Les réplications menées par les étudiants apportent également des avantages à la recherche scientifique et à la psychologie elle-même. Ces projets forment les chercheurs de demain par des pratiques méthodologiques rigoureuses qui soulignent l'importance de la science ouverte (Moshontz et coll., 2018). De plus, ils permettent aux étudiants d'avoir un impact significatif sur la recherche. En effet, les projets traditionnels produits par les étudiants sont rarement assez puissants pour être publiés seuls. Ainsi, les réplications multiples du CREP permettent de réaliser des analyses, de tirer des inférences fortes compte tenu de la puissance suffisante, et ne pas faire perdre un temps précieux aux participants (Wagge et coll., 2019b). Un autre avantage est le faible coût de ces réplications, fourni par l'avènement d'outils gratuits ou à code source ouvert pour la collecte de données (par exemple, PsyScope, des outils Web standard comme HTML et JavaScript, Python, R, et autres), l'utilisation de produits sous licence universitaire (Matlab avec Psychtoolbox, Qualtrics) et les participants expérimentaux peuvent également être recrutés par des pools de participants universitaires (Frank & Saxe, 2012).

Quelques limites

Certaines limites importantes ont été notées concernant ces réplications en classe. La qualité de l'étude finale dépend fortement du temps alloué par les étudiants au projet et de leur motivation. Cependant, la transparence de la procédure permet aux superviseurs et aux autres équipes d'évaluer la qualité du travail. De plus, les études répliquées doivent être simples et accessibles aux étudiants, ce qui réduit le champ de sélection. 
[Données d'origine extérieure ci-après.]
//! # Actor Class Graph
//!
//! Owns every [`ActorDefinition`] and links them by single inheritance.
//!
//! Loading is two-phase:
//!
//! 1. [`ActorClassGraph::insert`] / [`ActorClassGraph::load_directory`]
//!    collect classes by name, in any order.
//! 2. [`ActorClassGraph::resolve`] links parents, rejects cycles and binds
//!    option parameters to their lists.
//!
//! Queries that walk inheritance return `SchemaError::Unresolved` until
//! phase two has succeeded.
//!
//! ## Shadowing
//!
//! A child may redeclare a param, input or output of an ancestor. Lookups
//! walk leaf-first, so the child's declaration wins; the merged name sets
//! only record membership.

use std::collections::{HashMap, HashSet};
use std::path::Path;

use hearth_core::{scan_directory, Actor, Param, ParamType};
use indexmap::IndexSet;

use crate::actor_def::ActorDefinition;
use crate::error::{SchemaError, SchemaResult};
use crate::options::OptionRegistry;
use crate::param_def::{ParamDefinition, ParamKind};
use crate::signal::SignalDefinition;

/// Handle to a class inside an [`ActorClassGraph`].
#[derive(Clone, Copy, Debug, PartialEq, Eq, Hash, PartialOrd, Ord)]
pub struct ActorClassId(u32);

impl ActorClassId {
    /// Position in the graph.
    #[must_use]
    pub const fn index(self) -> usize {
        self.0 as usize
    }
}

/// Every actor class known to the pipeline.
#[derive(Debug, Default)]
pub struct ActorClassGraph {
    classes: Vec<ActorDefinition>,
    by_name: HashMap<String, ActorClassId>,
    resolved: bool,
}

impl ActorClassGraph {
    /// Creates an empty graph.
    #[must_use]
    pub fn new() -> Self {
        Self::default()
    }

    /// Adds a class. The graph must be resolved again afterwards.
    ///
    /// # Errors
    ///
    /// `DuplicateClass` if a class with the same name exists.
    pub fn insert(&mut self, definition: ActorDefinition) -> SchemaResult<ActorClassId> {
        if self.by_name.contains_key(&definition.class_name) {
            return Err(SchemaError::DuplicateClass(definition.class_name));
        }
        let id = u32::try_from(self.classes.len())
            .map(ActorClassId)
            .map_err(|_| SchemaError::IncorrectFormat("too many actor classes".into()))?;
        self.by_name.insert(definition.class_name.clone(), id);
        self.classes.push(definition);
        self.resolved = false;
        Ok(id)
    }

    /// Loads every `*.<extension>` file under `dir`, in file-name order.
    ///
    /// A class name seen twice keeps the first file and logs a warning.
    /// Returns the number of classes added.
    ///
    /// # Errors
    ///
    /// `Io` if the directory cannot be scanned, or the first file that
    /// fails to parse.
    pub fn load_directory(&mut self, dir: impl AsRef<Path>, extension: &str) -> SchemaResult<usize> {
        let dir = dir.as_ref();
        let files = scan_directory(dir, extension).map_err(|source| SchemaError::Io {
            path: dir.to_path_buf(),
            source,
        })?;

        let mut added = 0;
        for relative in &files {
            match self.insert(ActorDefinition::create(dir.join(relative))?) {
                Ok(_) => added += 1,
                Err(SchemaError::DuplicateClass(name)) => {
                    tracing::warn!(
                        class = %name,
                        path = %relative.display(),
                        "duplicate actor class skipped"
                    );
                }
                Err(e) => return Err(e),
            }
        }

        tracing::info!(dir = %dir.display(), count = added, "loaded actor classes");
        Ok(added)
    }

    /// Links parents, rejects cycles and binds option params.
    ///
    /// On failure the graph stays unresolved.
    ///
    /// # Errors
    ///
    /// `SelfParent`, `MissingParent`, `InheritanceCycle`,
    /// `MissingOptionList` or `UnknownOptionLabel`.
    pub fn resolve(&mut self, options: &OptionRegistry) -> SchemaResult<()> {
        self.resolved = false;

        let parents = self
            .classes
            .iter()
            .map(|class| self.parent_of(class))
            .collect::<SchemaResult<Vec<_>>>()?;
        for (class, parent) in self.classes.iter_mut().zip(parents) {
            class.parent = parent;
        }

        if let Some(cycle) = self.find_cycle() {
            let names = cycle
                .into_iter()
                .filter_map(|id| self.by_id(id))
                .map(|class| class.class_name.clone())
                .collect();
            return Err(SchemaError::InheritanceCycle(names));
        }

        for ActorDefinition {
            class_name, params, ..
        } in &mut self.classes
        {
            for (param_name, definition) in params.iter_mut() {
                bind_option_param(class_name, param_name, definition, options)?;
            }
        }

        self.resolved = true;
        tracing::info!(
            classes = self.classes.len(),
            concrete = self.concrete_classes().count(),
            "resolved actor class graph"
        );
        Ok(())
    }

    fn parent_of(&self, class: &ActorDefinition) -> SchemaResult<Option<ActorClassId>> {
        if !class.has_parent() {
            return Ok(None);
        }
        if class.parent_class_name == class.class_name {
            return Err(SchemaError::SelfParent(class.class_name.clone()));
        }
        self.id_of(&class.parent_class_name)
            .map(Some)
            .ok_or_else(|| SchemaError::MissingParent {
                class: class.class_name.clone(),
                parent: class.parent_class_name.clone(),
            })
    }

    /// Finds a parent chain that loops back on itself.
    ///
    /// Returns the chain with the repeated class at both ends.
    fn find_cycle(&self) -> Option<Vec<ActorClassId>> {
        let mut visited = HashSet::new();

        for start in self.ids() {
            let mut rec_stack = HashSet::new();
            let mut path = Vec::new();
            let mut current = Some(start);

            while let Some(id) = current {
                if rec_stack.contains(&id) {
                    let cycle_start = path.iter().position(|&p| p == id).unwrap_or(0);
                    let mut cycle = path[cycle_start..].to_vec();
                    cycle.push(id);
                    return Some(cycle);
                }
                if !visited.insert(id) {
                    break;
                }
                rec_stack.insert(id);
                path.push(id);
                current = self.by_id(id).and_then(|class| class.parent);
            }
        }

        None
    }

    #[allow(clippy::cast_possible_truncation)]
    fn ids(&self) -> impl Iterator<Item = ActorClassId> {
        // insert keeps the count within u32
        (0..self.classes.len()).map(|i| ActorClassId(i as u32))
    }

    /// Returns true once [`Self::resolve`] has succeeded.
    #[must_use]
    pub const fn is_resolved(&self) -> bool {
        self.resolved
    }

    /// Class by name.
    #[must_use]
    pub fn get(&self, class: &str) -> Option<&ActorDefinition> {
        self.id_of(class).and_then(|id| self.by_id(id))
    }

    /// Handle for a class name.
    #[must_use]
    pub fn id_of(&self, class: &str) -> Option<ActorClassId> {
        self.by_name.get(class).copied()
    }

    /// Class by handle.
    #[must_use]
    pub fn by_id(&self, id: ActorClassId) -> Option<&ActorDefinition> {
        self.classes.get(id.index())
    }

    /// All classes in insertion order.
    pub fn iter(&self) -> impl Iterator<Item = &ActorDefinition> {
        self.classes.iter()
    }

    /// Classes that can be placed in a level.
    pub fn concrete_classes(&self) -> impl Iterator<Item = &ActorDefinition> {
        self.classes.iter().filter(|class| !class.is_virtual)
    }

    /// Number of classes.
    #[must_use]
    pub fn len(&self) -> usize {
        self.classes.len()
    }

    /// Returns true if the graph has no classes.
    #[must_use]
    pub fn is_empty(&self) -> bool {
        self.classes.is_empty()
    }

    fn resolved_id(&self, class: &str) -> SchemaResult<ActorClassId> {
        if !self.resolved {
            return Err(SchemaError::Unresolved);
        }
        self.id_of(class)
            .ok_or_else(|| SchemaError::UnknownClass(class.to_owned()))
    }

    /// `id` and its ancestors, leaf first. Bounded by the class count.
    fn chain(&self, id: ActorClassId) -> impl Iterator<Item = &ActorDefinition> {
        std::iter::successors(self.by_id(id), |class| {
            class.parent.and_then(|parent| self.by_id(parent))
        })
        .take(self.classes.len())
    }

    /// Names of `class`'s ancestors, nearest first.
    ///
    /// # Errors
    ///
    /// `Unresolved` or `UnknownClass`.
    pub fn ancestors(&self, class: &str) -> SchemaResult<Vec<&str>> {
        let id = self.resolved_id(class)?;
        Ok(self
            .chain(id)
            .skip(1)
            .map(|class| class.class_name.as_str())
            .collect())
    }

    /// Returns true if `class` is `ancestor` or inherits from it.
    ///
    /// # Errors
    ///
    /// `Unresolved` or `UnknownClass` for `class`.
    pub fn is_subclass_of(&self, class: &str, ancestor: &str) -> SchemaResult<bool> {
        let id = self.resolved_id(class)?;
        Ok(self.chain(id).any(|class| class.class_name == ancestor))
    }

    fn merged_names<'a, I>(
        &'a self,
        class: &str,
        select: impl Fn(&'a ActorDefinition) -> I,
    ) -> SchemaResult<IndexSet<&'a str>>
    where
        I: Iterator<Item = &'a String>,
    {
        let id = self.resolved_id(class)?;
        let lineage: Vec<_> = self.chain(id).collect();
        Ok(lineage
            .into_iter()
            .rev()
            .flat_map(select)
            .map(String::as_str)
            .collect())
    }

    /// Every param name of `class`, ancestors' first.
    ///
    /// # Errors
    ///
    /// `Unresolved` or `UnknownClass`.
    pub fn param_names(&self, class: &str) -> SchemaResult<IndexSet<&str>> {
        self.merged_names(class, |def| def.params.keys())
    }

    /// Every input name of `class`, ancestors' first.
    ///
    /// # Errors
    ///
    /// `Unresolved` or `UnknownClass`.
    pub fn input_names(&self, class: &str) -> SchemaResult<IndexSet<&str>> {
        self.merged_names(class, |def| def.inputs.keys())
    }

    /// Every output name of `class`, ancestors' first.
    ///
    /// # Errors
    ///
    /// `Unresolved` or `UnknownClass`.
    pub fn output_names(&self, class: &str) -> SchemaResult<IndexSet<&str>> {
        self.merged_names(class, |def| def.outputs.keys())
    }

    /// Nearest declaration of param `name` on `class` or an ancestor.
    ///
    /// # Errors
    ///
    /// `Unresolved` or `UnknownClass`.
    pub fn get_param(&self, class: &str, name: &str) -> SchemaResult<Option<&ParamDefinition>> {
        let id = self.resolved_id(class)?;
        Ok(self.chain(id).find_map(|def| def.params.get(name)))
    }

    /// Nearest declaration of input `name`.
    ///
    /// # Errors
    ///
    /// `Unresolved` or `UnknownClass`.
    pub fn get_input(&self, class: &str, name: &str) -> SchemaResult<Option<&SignalDefinition>> {
        let id = self.resolved_id(class)?;
        Ok(self.chain(id).find_map(|def| def.inputs.get(name)))
    }

    /// Nearest declaration of output `name`.
    ///
    /// # Errors
    ///
    /// `Unresolved` or `UnknownClass`.
    pub fn get_output(&self, class: &str, name: &str) -> SchemaResult<Option<&SignalDefinition>> {
        let id = self.resolved_id(class)?;
        Ok(self.chain(id).find_map(|def| def.outputs.get(name)))
    }

    /// Writes the default of every param `class` declares into `actor`.
    ///
    /// Existing values for those names are overwritten; other params are
    /// left alone.
    ///
    /// # Errors
    ///
    /// `Unresolved`, `UnknownClass`, or `UnknownOptionLabel` from an option
    /// default.
    pub fn apply_definition(
        &self,
        class: &str,
        actor: &mut Actor,
        options: &OptionRegistry,
    ) -> SchemaResult<()> {
        let id = self.resolved_id(class)?;
        for name in self.param_names(class)? {
            if let Some(definition) = self.chain(id).find_map(|def| def.params.get(name)) {
                actor
                    .params
                    .insert(name.to_owned(), definition.default_param(options)?);
            }
        }
        Ok(())
    }

    /// Creates an actor of `class` holding every param default.
    ///
    /// # Errors
    ///
    /// `VirtualClass` for a virtual class, otherwise as
    /// [`Self::apply_definition`].
    pub fn instantiate(
        &self,
        class: &str,
        name: &str,
        options: &OptionRegistry,
    ) -> SchemaResult<Actor> {
        let id = self.resolved_id(class)?;
        if self.by_id(id).is_some_and(|def| def.is_virtual) {
            return Err(SchemaError::VirtualClass(class.to_owned()));
        }
        let mut actor = Actor::new(class, name);
        self.apply_definition(class, &mut actor, options)?;
        tracing::debug!(class, actor = name, params = actor.params.len(), "instantiated actor");
        Ok(actor)
    }

    /// Checks one param value against the declaration `class` sees.
    ///
    /// # Errors
    ///
    /// `UndeclaredParam` or `InvalidParamValue`, plus the lookup errors.
    pub fn check_param(
        &self,
        class: &str,
        name: &str,
        value: &Param,
        options: &OptionRegistry,
    ) -> SchemaResult<()> {
        let definition = self
            .get_param(class, name)?
            .ok_or_else(|| SchemaError::UndeclaredParam {
                class: class.to_owned(),
                param: name.to_owned(),
            })?;
        if definition.accepts(value, options) {
            Ok(())
        } else {
            Err(SchemaError::InvalidParamValue {
                class: class.to_owned(),
                param: name.to_owned(),
                value: value.to_string(),
            })
        }
    }

    /// Checks every param of `actor` against its class.
    ///
    /// # Errors
    ///
    /// The first failing param, or `UnknownClass` for its type name.
    pub fn validate_actor(&self, actor: &Actor, options: &OptionRegistry) -> SchemaResult<()> {
        self.resolved_id(&actor.type_name)?;
        for (name, value) in &actor.params {
            self.check_param(&actor.type_name, name, value, options)?;
        }
        Ok(())
    }
}

fn bind_option_param(
    class: &str,
    param: &str,
    definition: &mut ParamDefinition,
    options: &OptionRegistry,
) -> SchemaResult<()> {
    let ParamKind::Option {
        list_name,
        resolved,
        default_label,
    } = &mut definition.kind
    else {
        return Ok(());
    };

    let Some((id, list)) = options
        .id_of(list_name)
        .and_then(|id| options.by_id(id).map(|list| (id, list)))
    else {
        return Err(SchemaError::MissingOptionList {
            class: class.to_owned(),
            param: param.to_owned(),
            list: list_name.clone(),
        });
    };

    if !default_label.is_empty() && list.get_value(default_label).is_none() {
        return Err(SchemaError::UnknownOptionLabel {
            list: list_name.clone(),
            label: default_label.clone(),
        });
    }

    if definition.param_type != ParamType::None && definition.param_type != list.value_type() {
        tracing::warn!(
            class,
            param,
            declared = %definition.param_type,
            list_type = %list.value_type(),
            "option param type differs from its list, using the list type"
        );
    }
    *resolved = Some(id);
    definition.param_type = list.value_type();
    Ok(())
}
Un écueil dans ces projets est de décider des études à répliquer. La question de savoir quelles sont les études les plus intéressantes à reproduire fait cependant l'objet d'un débat permanent dans le domaine (voir, par exemple, Isager et coll., 2023). 

Ces réplications ont tendance à être confrontées au même biais d'échantillonnage que les études originales : Les participants viennent souvent de pays WEIRD (c'est-à-dire Western, Educated, Industrialized, Rich, and Democratic ou occidentaux, éduqués, industrialisés, riches, et démocratiques en français, Henrich et coll., 2010 ; mais voir Adetula et coll., 2021 pour les initiatives CREP nouvellement émergentes en Afrique).  Cependant, le CREP fournit un cadre pour commencer à changer les problèmes de réplication et de généralisation.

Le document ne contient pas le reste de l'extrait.